Near’s critics actually conceded this charge, accusing him of “lumping” the subpopulations together. “Whether he intends it or not, lumping is a great way to cut back on the Endangered Species Act,” Boston College’s Zygmunt Plater told the Times. Plater by implication prefers the “splitting” school of classification, or what other scientists have called “taxonomic inflation.” Splitting has been leveraged to protect subpopulations of killer whales and owls among other things, and its function is something of an open secret in the conservation community. As one scientist put it to National Geographic in 2021, “The potential positive conservation impact of splitting forest and savanna elephants into separate species cannot be overstated.”

Screenshot 2025 04 29 at 3 02 01 PM
Left: The snail darter. Right: The stargazing darter.

Certainly if morphological traits were enough to “split” the two fish pictured above, then the much larger morphological differences between grey wolves and the de-extincted dire wolves merit separate species classifications. So obviously there is something more than strict adherence to taxonomic classification going on here. As Stephen Jay Gould put it in 1985, “splitting is often more a record of our inability to comprehend variation than a depiction of evolutionary reality.”

Instead of consistently applying scientific principles, environmental scientists selectively apply genetic frameworks to arrive at a preferred result. Scientists lump grey wolves and dire wolves together to oppose hubristic commercial de-extinction efforts, while splitting snail darters and stargazing darters apart to oppose construction of a dam. In each case, genetic diversity—the putative scientific purpose of species conservation—is an afterthought; shrugged off as insignificant in the case of the wolves and as immaterial in the case of the fish.

“This isn’t de-extinction or conservation, but invention,” wrote Vox’s Bolotnikova of the wolves. It’s not obvious to me how one would draw an unambiguous distinction between these things. But it is clear to me that if scientists “invented” the modern dire wolf, they also “invented” the snail darter.

It’s entirely legitimate for scientists to simply prefer wolves and fish the way they are. But they should just be honest about that, instead of expecting science to tell us what to do with them.
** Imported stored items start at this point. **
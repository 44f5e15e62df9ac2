//! # Batch Fetcher
//!
//! Pulls successive pages from a [`Traversable`], moving the cursor to the last
//! item of every page it yields. Fetching ends when a page comes back empty, when
//! the source reports no more items, or when the configured document ceiling is
//! reached. A page that would cross the ceiling is requested (and, if the source
//! over-delivers, truncated) at exactly the remaining allowance.

use super::batch::Batch;
use super::traversable::Traversable;
use crate::config::TraversalConfig;
use crate::error::{TraversalError, TraversalResult};
use std::sync::Arc;
use tracing::{debug, error};

pub struct BatchFetcher<S: Traversable> {
    traversable: Arc<S>,
    batch_size: usize,
    doc_limit: Option<usize>,
    cursor: Option<S::Cursor>,
    docs_fetched: usize,
    next_index: usize,
    exhausted: bool,
}

impl<S: Traversable> BatchFetcher<S> {
    pub fn new(traversable: Arc<S>, config: &TraversalConfig) -> Self {
        Self {
            traversable,
            batch_size: config.batch_size,
            doc_limit: config.doc_limit(),
            cursor: None,
            docs_fetched: 0,
            next_index: 0,
            exhausted: false,
        }
    }

    pub fn cursor(&self) -> Option<&S::Cursor> {
        self.cursor.as_ref()
    }

    pub fn docs_fetched(&self) -> usize {
        self.docs_fetched
    }

    pub fn batches_fetched(&self) -> usize {
        self.next_index
    }

    pub fn is_exhausted(&self) -> bool {
        self.exhausted
    }

    /// Stop fetching; later calls to [`next_batch`](Self::next_batch) return `None`
    pub fn finish(&mut self) {
        self.exhausted = true;
    }

    /// Fetch the next batch, or `None` once the traversal is exhausted
    ///
    /// Cursor and document count only advance after a page is retrieved. A failed
    /// fetch leaves them untouched and marks the fetcher exhausted.
    pub async fn next_batch(&mut self) -> TraversalResult<Option<Batch<S::Item>>> {
        if self.exhausted {
            return Ok(None);
        }

        let limit = match self.doc_limit {
            Some(max) => {
                let remaining = max.saturating_sub(self.docs_fetched);
                if remaining == 0 {
                    self.exhausted = true;
                    return Ok(None);
                }
                remaining.min(self.batch_size)
            }
            None => self.batch_size,
        };

        let batch_index = self.next_index;
        let page = match self
            .traversable
            .get_page(self.cursor.as_ref(), limit)
            .await
        {
            Ok(page) => page,
            Err(e) => {
                self.exhausted = true;
                error!(batch_index = batch_index, error = %e, "Page fetch failed");
                return Err(TraversalError::Fetch {
                    batch_index,
                    reason: format!("{e:#}"),
                });
            }
        };

        let has_more = page.has_more;
        let mut items = page.items;
        if items.is_empty() {
            self.exhausted = true;
            debug!(batch_index = batch_index, "Empty page, traversal exhausted");
            return Ok(None);
        }
        items.truncate(limit);

        if let Some(last) = items.last() {
            self.cursor = Some(self.traversable.cursor_of(last));
        }
        self.docs_fetched += items.len();
        self.next_index += 1;

        let limit_reached = self
            .doc_limit
            .is_some_and(|max| self.docs_fetched >= max);
        if !has_more || limit_reached {
            self.exhausted = true;
        }

        debug!(
            batch_index = batch_index,
            batch_size = items.len(),
            docs_fetched = self.docs_fetched,
            cursor = ?self.cursor,
            exhausted = self.exhausted,
            "Fetched batch"
        );

        Ok(Some(Batch::new(batch_index, items)))
    }
}
//! # Concurrency Throttle
//!
//! Bounds the number of batches in flight (dispatched to the handler but not yet
//! settled) with a semaphore, and optionally pauses the fetch loop after every
//! dispatch. A slot is held by a [`SlotPermit`] which releases it on drop, so a
//! handler frees its slot whether it succeeds, fails or panics.

use crate::config::TraversalConfig;
use crate::error::{TraversalError, TraversalResult};
use std::sync::atomic::{AtomicUsize, Ordering};
use std::sync::Arc;
use std::time::Duration;
use tokio::sync::{OwnedSemaphorePermit, Semaphore};
use tracing::debug;

#[derive(Debug)]
pub struct ConcurrencyThrottle {
    semaphore: Arc<Semaphore>,
    max_in_flight: usize,
    sleep_between_batches: Option<Duration>,
    high_water_mark: Arc<AtomicUsize>,
}

impl ConcurrencyThrottle {
    pub fn new(config: &TraversalConfig) -> Self {
        Self {
            semaphore: Arc::new(Semaphore::new(config.max_concurrent_batch_count)),
            max_in_flight: config.max_concurrent_batch_count,
            sleep_between_batches: config.inter_batch_sleep(),
            high_water_mark: Arc::new(AtomicUsize::new(0)),
        }
    }

    /// Wait until fewer than `max_in_flight` slots are held, then take one
    pub async fn acquire_slot(&self) -> TraversalResult<SlotPermit> {
        let permit = self
            .semaphore
            .clone()
            .acquire_owned()
            .await
            .map_err(|e| TraversalError::Runtime(format!("concurrency slot unavailable: {e}")))?;

        let in_flight = self.in_flight();
        self.high_water_mark.fetch_max(in_flight, Ordering::AcqRel);

        Ok(SlotPermit { _permit: permit })
    }

    /// Sleep for the configured inter-batch pause, if enabled
    pub async fn pause(&self) {
        if let Some(duration) = self.sleep_between_batches {
            debug!(sleep_ms = duration.as_millis() as u64, "Sleeping between batches");
            tokio::time::sleep(duration).await;
        }
    }

    pub fn in_flight(&self) -> usize {
        self.max_in_flight - self.semaphore.available_permits()
    }

    pub fn max_in_flight(&self) -> usize {
        self.max_in_flight
    }

    /// Highest number of slots held at once since construction
    pub fn high_water_mark(&self) -> usize {
        self.high_water_mark.load(Ordering::Acquire)
    }
}

/// A held concurrency slot; dropping it releases the slot
#[derive(Debug)]
pub struct SlotPermit {
    _permit: OwnedSemaphorePermit,
}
As Dan Sarewitz wrote in the aptly-titled paper “How Science Makes Environmental Controversies Worse,” our values and goals “must be fully articulated and adjudicated through political means before science can play an effective role in resolving environmental problems.” Instead, the dire wolf doubters and snail darter conservers selectively deploy frameworks like the Endangered Species Act and the IUCN’s Species Survival Commission, calling upon science to settle questions of values.

Conversely, as Ted Nordhaus wrote a few years ago, we could steward nature because we want to, not because “the science says” we have to. (Science, after all, is not a mystical deity that “says” anything.) In reviewing Elizabeth Kolbert’s Under a White Sky, Ted considered the many ways in which humans engineer and intervene in nature, and the ways in which science fails to resolve the conflicts created in the intervening. As Ted wrote, we don’t protect species and landscapes because science tells us how. We do so “because we think they are beautiful, or at least because we think the idea of them is beautiful. Also, because we can.”

We can preserve existing grey wolves, or we can de-extinct their vanquished dire wolf cousins—or, indeed, we can do both. We can protect stargazing darters, or we can build a dam that wipes out those fish that swim in its way. These are all choices for humans to make. To the extent science can help decide between these choices, it is because science, too, is a human invention. As the American Conservation Coalition’s Isaiah Menning tweeted regarding the wolves, “This is dominion.”

Humans have been genetically engineering wolves for our purposes for tens of thousands of years. They’re called dogs. Just as modern, hyper-productive corn bears little resemblance to its ancient grain ancestors, and just as we still call it the Mississippi River even after humans altered nearly every inch of its shores, the classification of nature is informed, but not decided, by science. Humans named the ancient dire wolves, and we will name the modern ones.